- **Entries provided**:
◇ ◇ ◇ ◇ ◇

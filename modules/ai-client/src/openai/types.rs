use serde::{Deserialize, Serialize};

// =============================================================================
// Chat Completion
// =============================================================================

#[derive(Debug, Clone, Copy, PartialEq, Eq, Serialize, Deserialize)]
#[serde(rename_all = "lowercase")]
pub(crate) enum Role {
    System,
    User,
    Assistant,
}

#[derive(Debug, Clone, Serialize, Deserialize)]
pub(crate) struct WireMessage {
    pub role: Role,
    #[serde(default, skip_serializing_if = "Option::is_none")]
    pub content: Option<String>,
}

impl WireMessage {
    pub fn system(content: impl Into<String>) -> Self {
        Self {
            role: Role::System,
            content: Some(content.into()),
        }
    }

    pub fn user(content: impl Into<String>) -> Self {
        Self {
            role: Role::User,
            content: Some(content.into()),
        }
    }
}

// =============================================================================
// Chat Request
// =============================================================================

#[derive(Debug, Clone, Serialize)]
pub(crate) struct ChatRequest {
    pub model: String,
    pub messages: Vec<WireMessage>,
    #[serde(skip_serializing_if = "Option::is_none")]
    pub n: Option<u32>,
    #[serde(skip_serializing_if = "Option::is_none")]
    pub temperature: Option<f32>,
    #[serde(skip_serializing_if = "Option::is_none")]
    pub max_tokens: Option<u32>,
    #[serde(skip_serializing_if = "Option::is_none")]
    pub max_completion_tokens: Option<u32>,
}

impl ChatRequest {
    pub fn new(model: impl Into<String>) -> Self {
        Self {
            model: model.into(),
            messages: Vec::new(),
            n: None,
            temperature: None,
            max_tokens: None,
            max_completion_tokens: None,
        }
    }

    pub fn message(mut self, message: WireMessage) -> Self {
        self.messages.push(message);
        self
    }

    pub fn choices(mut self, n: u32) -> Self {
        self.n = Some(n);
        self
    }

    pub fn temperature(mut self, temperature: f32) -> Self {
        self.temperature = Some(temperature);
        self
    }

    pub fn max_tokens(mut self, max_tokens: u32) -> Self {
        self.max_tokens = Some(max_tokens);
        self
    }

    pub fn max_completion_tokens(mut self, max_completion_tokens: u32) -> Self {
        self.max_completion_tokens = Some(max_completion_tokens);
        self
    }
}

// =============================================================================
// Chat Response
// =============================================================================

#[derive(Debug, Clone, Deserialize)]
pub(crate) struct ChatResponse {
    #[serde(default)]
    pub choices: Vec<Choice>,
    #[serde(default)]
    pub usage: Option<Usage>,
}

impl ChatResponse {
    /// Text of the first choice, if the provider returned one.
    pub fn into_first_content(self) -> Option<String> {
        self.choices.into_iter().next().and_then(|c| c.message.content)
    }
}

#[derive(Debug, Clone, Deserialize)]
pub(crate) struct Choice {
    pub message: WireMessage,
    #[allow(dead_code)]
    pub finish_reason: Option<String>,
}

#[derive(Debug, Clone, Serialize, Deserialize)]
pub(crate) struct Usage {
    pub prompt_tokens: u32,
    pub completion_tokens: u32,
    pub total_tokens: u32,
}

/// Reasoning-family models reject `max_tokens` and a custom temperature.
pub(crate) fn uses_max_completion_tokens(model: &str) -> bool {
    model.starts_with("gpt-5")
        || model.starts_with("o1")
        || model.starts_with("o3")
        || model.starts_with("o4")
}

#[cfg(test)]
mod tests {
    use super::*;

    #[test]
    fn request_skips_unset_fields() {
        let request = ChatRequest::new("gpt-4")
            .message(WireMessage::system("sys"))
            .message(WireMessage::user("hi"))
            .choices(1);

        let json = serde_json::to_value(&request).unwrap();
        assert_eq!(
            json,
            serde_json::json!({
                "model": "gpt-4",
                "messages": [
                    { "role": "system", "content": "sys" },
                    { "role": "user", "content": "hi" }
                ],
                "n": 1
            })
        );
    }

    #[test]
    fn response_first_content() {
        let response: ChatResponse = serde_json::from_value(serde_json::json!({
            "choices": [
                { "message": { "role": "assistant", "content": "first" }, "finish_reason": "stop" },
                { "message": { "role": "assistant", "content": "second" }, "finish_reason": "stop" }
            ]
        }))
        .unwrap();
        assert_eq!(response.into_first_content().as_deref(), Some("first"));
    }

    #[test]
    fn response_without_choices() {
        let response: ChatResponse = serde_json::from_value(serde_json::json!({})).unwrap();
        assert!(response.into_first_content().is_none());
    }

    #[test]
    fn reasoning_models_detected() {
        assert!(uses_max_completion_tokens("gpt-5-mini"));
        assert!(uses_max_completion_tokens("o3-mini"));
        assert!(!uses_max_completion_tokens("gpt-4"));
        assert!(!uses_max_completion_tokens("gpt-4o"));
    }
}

◇ ◇ ◇ ◇ ◇

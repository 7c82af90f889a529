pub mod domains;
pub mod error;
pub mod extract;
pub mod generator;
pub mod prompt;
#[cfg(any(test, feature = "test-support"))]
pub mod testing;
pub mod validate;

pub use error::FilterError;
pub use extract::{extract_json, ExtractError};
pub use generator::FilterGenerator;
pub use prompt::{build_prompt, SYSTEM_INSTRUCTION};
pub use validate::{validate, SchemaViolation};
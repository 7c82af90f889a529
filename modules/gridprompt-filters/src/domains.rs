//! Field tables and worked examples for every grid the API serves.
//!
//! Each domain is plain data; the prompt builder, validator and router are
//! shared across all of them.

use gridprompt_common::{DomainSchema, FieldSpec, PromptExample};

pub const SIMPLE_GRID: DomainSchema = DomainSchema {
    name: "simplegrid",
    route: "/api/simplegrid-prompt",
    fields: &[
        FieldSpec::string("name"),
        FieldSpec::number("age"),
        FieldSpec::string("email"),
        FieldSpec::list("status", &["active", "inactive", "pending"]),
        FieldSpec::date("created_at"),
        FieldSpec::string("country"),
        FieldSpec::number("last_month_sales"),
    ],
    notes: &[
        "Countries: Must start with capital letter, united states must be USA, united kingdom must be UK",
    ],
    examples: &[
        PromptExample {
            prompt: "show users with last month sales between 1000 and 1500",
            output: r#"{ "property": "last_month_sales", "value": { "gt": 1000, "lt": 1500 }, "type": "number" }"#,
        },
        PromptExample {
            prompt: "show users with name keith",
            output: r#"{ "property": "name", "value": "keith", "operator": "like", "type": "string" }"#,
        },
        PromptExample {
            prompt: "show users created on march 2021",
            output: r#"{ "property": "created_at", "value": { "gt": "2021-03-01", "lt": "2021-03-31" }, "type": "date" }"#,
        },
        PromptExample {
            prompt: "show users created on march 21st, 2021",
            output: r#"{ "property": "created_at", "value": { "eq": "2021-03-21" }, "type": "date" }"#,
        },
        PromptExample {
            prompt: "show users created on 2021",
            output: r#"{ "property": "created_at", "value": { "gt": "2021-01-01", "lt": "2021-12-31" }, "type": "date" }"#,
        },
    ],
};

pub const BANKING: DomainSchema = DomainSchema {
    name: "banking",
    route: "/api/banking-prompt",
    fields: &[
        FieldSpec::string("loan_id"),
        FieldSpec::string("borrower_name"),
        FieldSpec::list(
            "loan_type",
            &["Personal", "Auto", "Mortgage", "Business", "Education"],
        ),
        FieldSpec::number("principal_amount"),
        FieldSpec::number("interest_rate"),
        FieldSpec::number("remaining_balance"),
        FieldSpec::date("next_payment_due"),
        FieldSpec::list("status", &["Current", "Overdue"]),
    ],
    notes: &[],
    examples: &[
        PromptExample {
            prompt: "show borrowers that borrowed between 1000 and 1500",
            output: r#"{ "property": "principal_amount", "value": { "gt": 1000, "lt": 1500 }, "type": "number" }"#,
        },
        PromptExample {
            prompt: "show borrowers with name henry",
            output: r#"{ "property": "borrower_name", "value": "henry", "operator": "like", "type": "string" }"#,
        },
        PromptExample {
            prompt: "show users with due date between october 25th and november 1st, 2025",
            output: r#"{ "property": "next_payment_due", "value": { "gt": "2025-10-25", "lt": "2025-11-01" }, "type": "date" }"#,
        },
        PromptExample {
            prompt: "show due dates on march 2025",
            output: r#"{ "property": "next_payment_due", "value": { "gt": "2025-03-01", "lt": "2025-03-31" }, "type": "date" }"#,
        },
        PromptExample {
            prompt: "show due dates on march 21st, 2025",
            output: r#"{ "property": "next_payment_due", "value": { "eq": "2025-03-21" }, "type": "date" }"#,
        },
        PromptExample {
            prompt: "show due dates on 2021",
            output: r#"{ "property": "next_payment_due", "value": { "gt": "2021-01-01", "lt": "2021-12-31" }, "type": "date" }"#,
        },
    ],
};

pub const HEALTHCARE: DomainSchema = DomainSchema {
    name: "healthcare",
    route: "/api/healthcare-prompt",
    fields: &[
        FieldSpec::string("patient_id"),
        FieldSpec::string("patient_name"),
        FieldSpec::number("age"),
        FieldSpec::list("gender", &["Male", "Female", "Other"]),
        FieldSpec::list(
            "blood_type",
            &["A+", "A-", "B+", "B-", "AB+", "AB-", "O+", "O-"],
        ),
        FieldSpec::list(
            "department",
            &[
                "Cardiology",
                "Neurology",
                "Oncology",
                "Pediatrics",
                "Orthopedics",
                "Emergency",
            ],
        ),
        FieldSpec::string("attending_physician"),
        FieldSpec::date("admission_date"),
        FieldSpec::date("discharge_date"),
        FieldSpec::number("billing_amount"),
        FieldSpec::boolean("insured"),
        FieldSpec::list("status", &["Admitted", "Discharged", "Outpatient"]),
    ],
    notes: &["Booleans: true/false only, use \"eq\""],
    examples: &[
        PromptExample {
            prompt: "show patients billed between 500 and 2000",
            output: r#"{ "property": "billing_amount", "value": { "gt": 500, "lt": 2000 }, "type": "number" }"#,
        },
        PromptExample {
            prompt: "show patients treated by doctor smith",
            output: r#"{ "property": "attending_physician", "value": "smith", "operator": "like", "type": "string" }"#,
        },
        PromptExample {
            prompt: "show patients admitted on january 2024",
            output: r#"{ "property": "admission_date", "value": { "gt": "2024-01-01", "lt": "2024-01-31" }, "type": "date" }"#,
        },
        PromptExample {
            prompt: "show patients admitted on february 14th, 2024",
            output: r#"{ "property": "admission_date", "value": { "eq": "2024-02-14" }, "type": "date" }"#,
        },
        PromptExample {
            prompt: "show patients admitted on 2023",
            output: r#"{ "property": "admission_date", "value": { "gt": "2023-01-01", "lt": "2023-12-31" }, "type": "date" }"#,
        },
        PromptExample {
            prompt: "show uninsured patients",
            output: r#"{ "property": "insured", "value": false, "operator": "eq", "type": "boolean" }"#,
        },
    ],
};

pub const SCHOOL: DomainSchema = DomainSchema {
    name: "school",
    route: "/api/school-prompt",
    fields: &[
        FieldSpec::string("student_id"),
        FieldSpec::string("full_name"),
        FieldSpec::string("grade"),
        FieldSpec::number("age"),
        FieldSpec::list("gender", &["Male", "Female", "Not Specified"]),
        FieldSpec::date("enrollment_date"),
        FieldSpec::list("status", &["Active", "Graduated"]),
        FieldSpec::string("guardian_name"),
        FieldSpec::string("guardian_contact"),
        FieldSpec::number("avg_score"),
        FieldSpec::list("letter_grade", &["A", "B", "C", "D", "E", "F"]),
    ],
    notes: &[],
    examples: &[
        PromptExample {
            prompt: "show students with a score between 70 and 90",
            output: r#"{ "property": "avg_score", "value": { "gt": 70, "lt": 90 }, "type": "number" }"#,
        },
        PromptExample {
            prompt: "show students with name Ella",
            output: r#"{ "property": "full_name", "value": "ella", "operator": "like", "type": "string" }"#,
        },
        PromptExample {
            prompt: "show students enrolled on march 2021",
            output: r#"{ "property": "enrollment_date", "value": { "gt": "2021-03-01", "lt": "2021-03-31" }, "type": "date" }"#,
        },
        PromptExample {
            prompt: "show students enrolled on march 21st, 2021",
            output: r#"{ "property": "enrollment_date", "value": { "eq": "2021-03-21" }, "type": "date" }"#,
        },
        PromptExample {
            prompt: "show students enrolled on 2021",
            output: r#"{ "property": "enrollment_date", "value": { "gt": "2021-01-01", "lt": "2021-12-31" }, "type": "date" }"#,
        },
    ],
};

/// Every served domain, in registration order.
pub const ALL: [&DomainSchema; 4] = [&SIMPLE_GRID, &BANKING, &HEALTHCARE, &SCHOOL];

◇ ◇ ◇ ◇ ◇

Filter the entries and keep only the lines holding "status".

- **Result of the exercise**:
        FieldSpec::list("status", &["active", "inactive", "pending"]),
        FieldSpec::list("status", &["Current", "Overdue"]),
        FieldSpec::list("status", &["Admitted", "Discharged", "Outpatient"]),
        FieldSpec::list("status", &["Active", "Graduated"]),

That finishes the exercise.